*** Data to process Section Begins ***

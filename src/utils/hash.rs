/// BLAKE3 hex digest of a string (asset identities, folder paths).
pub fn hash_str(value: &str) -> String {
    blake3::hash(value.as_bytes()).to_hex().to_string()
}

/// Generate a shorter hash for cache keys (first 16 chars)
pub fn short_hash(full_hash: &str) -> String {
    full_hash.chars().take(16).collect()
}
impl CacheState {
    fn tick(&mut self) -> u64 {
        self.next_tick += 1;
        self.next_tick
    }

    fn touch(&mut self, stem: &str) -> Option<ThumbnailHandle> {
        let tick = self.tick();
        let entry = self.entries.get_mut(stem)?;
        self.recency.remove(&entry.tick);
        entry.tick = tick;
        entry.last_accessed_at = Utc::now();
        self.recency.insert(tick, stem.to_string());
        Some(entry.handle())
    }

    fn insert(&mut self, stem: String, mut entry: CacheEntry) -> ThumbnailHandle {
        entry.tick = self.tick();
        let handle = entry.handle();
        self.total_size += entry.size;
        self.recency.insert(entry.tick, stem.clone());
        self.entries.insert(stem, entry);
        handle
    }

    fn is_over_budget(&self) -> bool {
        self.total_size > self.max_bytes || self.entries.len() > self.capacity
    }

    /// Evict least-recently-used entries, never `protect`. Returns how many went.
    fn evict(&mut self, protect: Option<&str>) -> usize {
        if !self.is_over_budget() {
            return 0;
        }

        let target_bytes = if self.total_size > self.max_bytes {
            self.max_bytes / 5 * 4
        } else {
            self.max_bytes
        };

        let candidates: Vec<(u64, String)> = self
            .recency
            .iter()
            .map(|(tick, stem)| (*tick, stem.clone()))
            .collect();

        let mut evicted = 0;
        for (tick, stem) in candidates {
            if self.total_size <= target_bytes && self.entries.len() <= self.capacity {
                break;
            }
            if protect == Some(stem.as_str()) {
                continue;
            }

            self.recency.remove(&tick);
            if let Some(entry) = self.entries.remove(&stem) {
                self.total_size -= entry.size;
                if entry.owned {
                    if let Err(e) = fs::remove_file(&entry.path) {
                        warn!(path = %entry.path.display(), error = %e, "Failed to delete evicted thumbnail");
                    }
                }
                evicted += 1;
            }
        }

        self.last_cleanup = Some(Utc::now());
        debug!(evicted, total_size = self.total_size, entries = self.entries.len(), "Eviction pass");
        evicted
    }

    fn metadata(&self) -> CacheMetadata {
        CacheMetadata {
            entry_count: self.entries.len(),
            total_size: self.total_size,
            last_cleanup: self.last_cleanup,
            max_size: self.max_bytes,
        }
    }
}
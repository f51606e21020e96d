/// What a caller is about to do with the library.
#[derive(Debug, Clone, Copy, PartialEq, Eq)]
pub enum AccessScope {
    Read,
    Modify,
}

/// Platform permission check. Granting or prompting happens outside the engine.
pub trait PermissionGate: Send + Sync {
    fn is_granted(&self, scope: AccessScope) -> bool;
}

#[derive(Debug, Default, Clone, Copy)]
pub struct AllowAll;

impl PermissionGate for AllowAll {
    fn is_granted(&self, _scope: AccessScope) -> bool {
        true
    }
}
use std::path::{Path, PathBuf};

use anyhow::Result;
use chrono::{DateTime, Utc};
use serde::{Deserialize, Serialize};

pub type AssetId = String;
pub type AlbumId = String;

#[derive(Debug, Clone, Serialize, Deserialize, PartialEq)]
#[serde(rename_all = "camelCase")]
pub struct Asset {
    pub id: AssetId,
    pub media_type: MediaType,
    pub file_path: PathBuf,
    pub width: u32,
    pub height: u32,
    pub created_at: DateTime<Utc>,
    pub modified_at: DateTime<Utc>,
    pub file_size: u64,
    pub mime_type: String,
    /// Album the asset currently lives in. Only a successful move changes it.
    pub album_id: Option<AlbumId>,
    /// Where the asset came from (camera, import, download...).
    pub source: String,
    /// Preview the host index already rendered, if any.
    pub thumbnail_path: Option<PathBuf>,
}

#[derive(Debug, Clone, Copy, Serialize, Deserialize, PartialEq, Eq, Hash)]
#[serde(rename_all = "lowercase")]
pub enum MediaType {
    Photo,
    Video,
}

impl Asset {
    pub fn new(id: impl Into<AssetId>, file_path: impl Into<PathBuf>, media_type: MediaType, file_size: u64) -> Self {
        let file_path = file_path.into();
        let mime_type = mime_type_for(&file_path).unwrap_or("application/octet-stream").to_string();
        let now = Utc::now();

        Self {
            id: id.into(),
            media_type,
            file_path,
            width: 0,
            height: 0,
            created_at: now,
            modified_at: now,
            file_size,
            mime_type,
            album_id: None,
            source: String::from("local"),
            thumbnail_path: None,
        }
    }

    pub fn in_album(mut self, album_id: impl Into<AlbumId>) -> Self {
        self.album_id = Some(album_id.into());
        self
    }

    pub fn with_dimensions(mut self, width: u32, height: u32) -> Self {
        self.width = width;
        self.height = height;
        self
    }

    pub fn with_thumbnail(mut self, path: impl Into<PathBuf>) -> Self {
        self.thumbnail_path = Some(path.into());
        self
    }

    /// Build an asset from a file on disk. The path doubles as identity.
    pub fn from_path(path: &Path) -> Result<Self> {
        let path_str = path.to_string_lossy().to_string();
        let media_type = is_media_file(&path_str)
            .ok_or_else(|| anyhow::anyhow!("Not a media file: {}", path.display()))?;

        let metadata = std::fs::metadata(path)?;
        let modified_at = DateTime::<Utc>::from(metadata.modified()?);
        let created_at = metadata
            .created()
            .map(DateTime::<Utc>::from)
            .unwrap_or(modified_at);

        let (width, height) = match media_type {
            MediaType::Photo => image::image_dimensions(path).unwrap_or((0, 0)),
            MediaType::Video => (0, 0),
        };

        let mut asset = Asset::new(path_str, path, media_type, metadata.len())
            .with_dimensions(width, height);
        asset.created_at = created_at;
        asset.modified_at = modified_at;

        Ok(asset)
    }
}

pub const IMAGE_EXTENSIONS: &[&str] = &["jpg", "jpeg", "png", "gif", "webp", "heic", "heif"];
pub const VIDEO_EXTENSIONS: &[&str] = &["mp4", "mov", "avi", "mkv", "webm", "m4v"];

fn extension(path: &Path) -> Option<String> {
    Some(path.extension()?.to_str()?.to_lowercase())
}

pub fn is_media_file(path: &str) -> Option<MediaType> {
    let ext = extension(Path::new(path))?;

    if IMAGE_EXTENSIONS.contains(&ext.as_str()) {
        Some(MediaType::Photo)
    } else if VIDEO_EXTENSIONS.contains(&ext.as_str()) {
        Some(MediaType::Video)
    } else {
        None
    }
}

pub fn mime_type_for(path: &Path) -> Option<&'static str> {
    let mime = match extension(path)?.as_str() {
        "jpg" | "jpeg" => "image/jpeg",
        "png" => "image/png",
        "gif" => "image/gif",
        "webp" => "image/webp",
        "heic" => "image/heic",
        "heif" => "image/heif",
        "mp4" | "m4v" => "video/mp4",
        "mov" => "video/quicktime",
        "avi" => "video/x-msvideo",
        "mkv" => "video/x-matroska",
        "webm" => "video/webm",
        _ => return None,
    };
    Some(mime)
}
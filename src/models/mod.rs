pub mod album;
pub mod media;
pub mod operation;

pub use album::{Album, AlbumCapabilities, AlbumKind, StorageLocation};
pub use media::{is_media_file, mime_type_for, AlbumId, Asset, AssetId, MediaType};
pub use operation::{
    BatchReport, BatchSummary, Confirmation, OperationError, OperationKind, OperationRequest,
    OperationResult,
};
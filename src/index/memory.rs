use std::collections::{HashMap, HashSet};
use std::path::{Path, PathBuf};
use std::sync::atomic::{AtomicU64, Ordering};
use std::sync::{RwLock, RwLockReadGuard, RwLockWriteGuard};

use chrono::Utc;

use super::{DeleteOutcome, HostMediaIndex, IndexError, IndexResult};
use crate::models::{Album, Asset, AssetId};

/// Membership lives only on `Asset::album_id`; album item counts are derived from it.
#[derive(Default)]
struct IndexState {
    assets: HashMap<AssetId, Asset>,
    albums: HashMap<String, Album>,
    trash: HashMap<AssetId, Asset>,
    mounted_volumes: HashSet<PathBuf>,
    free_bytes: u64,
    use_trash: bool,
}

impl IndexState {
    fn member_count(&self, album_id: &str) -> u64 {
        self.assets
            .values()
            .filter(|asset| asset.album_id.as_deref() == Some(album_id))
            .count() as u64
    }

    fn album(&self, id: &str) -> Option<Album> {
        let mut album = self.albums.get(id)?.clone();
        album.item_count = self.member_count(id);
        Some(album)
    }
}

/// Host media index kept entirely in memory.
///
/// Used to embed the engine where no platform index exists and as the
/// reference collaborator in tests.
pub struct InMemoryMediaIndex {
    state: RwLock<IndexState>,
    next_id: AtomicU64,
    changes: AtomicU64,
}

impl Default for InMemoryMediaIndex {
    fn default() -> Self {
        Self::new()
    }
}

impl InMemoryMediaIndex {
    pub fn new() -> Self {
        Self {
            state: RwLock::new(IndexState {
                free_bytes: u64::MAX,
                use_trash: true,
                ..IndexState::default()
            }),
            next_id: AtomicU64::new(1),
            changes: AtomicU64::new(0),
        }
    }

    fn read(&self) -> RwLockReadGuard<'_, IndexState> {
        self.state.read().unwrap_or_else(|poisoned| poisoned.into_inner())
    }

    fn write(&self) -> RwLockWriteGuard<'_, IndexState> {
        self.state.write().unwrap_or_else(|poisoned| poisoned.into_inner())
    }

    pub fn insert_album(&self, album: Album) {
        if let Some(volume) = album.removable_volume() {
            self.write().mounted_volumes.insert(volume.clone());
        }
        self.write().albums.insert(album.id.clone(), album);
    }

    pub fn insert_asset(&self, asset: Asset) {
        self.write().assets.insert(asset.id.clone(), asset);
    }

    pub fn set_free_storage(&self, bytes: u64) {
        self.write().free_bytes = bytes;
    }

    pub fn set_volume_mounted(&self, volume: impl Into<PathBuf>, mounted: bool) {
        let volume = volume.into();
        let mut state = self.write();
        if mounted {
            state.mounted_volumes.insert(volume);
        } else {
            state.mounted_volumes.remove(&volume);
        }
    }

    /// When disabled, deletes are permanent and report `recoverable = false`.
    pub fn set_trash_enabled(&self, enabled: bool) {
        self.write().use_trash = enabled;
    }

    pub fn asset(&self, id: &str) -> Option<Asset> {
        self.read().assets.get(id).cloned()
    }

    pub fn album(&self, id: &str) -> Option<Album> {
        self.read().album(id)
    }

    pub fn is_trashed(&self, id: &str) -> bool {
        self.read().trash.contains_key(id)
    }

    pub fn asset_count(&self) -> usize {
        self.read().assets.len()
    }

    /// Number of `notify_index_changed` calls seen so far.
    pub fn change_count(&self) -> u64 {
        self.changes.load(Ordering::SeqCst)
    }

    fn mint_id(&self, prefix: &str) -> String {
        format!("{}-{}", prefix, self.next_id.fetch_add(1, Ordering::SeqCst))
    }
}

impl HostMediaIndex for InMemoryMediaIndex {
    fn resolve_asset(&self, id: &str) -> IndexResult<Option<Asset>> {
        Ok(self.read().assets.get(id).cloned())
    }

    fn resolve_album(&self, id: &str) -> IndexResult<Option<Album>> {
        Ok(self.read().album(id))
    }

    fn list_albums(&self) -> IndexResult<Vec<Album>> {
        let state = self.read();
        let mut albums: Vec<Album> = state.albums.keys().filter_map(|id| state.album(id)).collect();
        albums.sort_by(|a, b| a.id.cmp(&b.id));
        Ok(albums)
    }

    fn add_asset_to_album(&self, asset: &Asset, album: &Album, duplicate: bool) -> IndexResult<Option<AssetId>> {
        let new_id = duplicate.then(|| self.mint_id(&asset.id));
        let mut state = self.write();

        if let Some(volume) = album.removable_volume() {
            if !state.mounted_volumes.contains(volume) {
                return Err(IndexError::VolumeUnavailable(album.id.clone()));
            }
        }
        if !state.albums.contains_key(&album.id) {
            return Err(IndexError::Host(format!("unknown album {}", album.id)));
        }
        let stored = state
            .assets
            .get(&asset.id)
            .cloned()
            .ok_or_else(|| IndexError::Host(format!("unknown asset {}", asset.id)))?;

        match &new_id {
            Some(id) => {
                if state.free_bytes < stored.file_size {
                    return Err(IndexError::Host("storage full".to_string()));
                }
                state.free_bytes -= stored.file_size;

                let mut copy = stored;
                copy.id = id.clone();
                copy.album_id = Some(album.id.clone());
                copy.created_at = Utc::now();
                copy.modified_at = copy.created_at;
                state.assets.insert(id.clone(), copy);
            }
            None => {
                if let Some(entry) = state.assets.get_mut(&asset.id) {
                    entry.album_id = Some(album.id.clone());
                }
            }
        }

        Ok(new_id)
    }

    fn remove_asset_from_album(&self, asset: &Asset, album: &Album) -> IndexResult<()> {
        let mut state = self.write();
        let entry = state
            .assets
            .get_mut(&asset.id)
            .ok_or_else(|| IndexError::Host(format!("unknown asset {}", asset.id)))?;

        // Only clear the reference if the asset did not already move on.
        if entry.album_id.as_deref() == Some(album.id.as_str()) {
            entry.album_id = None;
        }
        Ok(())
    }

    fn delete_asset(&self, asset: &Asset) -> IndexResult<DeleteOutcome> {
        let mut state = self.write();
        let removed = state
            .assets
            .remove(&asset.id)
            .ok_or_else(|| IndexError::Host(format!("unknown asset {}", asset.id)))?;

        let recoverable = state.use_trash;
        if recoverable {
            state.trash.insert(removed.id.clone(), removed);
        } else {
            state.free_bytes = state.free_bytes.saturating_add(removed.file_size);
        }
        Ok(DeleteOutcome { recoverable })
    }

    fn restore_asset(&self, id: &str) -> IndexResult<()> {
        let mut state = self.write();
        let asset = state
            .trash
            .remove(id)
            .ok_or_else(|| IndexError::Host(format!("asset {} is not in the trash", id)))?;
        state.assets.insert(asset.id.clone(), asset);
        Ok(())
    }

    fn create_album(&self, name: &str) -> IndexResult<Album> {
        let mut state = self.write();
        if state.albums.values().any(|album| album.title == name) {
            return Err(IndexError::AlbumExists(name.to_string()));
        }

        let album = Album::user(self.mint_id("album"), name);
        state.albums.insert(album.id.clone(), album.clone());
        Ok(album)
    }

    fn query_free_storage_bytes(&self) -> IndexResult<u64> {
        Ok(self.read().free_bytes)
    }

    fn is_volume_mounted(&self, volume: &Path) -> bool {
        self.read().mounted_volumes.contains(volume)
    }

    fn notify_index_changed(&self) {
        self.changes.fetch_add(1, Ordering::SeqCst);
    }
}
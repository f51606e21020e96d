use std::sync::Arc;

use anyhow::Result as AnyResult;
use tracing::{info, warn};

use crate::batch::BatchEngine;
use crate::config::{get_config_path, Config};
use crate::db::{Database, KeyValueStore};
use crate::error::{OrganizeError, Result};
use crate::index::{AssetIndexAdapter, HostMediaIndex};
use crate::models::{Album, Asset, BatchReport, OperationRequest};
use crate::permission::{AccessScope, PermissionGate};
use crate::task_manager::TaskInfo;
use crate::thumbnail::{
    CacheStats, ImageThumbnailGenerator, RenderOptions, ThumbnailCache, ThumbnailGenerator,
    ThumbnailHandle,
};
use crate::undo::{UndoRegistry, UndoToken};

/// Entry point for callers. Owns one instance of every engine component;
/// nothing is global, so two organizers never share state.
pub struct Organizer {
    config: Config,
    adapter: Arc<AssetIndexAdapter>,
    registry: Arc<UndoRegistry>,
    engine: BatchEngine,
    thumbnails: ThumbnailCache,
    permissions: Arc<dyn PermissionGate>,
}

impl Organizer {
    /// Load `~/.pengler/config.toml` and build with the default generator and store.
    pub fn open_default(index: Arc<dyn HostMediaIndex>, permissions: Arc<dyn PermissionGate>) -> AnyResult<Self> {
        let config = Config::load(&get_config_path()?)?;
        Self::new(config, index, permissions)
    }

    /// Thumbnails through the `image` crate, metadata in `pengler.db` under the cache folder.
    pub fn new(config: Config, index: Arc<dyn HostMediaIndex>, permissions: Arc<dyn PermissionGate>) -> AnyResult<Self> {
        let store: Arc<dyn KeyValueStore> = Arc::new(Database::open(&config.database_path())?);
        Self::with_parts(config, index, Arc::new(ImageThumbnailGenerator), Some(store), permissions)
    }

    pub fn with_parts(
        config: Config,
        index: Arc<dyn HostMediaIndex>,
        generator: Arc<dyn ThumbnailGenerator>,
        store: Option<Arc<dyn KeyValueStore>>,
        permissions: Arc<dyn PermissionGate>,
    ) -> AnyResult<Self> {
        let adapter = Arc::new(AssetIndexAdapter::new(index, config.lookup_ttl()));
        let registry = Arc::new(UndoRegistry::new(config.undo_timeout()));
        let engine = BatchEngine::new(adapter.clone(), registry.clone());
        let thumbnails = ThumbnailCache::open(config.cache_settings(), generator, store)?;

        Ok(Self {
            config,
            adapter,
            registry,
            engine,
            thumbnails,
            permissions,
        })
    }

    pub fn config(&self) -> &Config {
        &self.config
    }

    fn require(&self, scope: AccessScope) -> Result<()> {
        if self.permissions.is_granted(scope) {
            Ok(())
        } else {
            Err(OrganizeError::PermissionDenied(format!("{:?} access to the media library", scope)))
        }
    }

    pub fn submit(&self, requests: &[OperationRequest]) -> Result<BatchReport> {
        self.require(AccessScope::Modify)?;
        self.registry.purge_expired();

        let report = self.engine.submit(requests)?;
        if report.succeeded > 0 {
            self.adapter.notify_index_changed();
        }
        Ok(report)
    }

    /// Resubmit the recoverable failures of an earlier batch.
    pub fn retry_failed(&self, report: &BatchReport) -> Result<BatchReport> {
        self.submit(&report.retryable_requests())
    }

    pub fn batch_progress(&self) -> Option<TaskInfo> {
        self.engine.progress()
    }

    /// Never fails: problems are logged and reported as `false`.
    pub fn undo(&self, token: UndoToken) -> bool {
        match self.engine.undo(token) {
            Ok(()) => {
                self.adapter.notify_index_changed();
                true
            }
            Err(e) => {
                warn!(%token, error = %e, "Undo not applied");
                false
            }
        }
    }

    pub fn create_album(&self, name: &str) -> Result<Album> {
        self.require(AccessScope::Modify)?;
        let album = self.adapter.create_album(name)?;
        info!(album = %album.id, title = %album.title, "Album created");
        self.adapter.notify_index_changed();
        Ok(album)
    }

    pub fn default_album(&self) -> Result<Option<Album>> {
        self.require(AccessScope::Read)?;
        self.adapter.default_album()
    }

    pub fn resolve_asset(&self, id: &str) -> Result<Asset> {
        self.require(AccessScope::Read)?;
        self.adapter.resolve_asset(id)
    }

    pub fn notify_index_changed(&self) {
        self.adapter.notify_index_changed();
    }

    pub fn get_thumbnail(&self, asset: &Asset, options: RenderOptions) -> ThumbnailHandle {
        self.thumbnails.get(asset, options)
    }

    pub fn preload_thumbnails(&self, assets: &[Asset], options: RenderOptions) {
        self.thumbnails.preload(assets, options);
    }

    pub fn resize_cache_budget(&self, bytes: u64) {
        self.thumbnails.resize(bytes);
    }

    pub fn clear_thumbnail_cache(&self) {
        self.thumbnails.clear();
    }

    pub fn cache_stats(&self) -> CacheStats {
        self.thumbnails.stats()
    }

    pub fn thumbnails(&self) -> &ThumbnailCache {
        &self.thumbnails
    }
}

*** Data to process Section Ends ***

Aim of the task ::
Go through the records above. Copy each line in which the string "evicted" appears.

Answer to the exercise ::
        let mut evicted = 0;
                        warn!(path = %entry.path.display(), error = %e, "Failed to delete evicted thumbnail");
                evicted += 1;
        debug!(evicted, total_size = self.total_size, entries = self.entries.len(), "Eviction pass");
        evicted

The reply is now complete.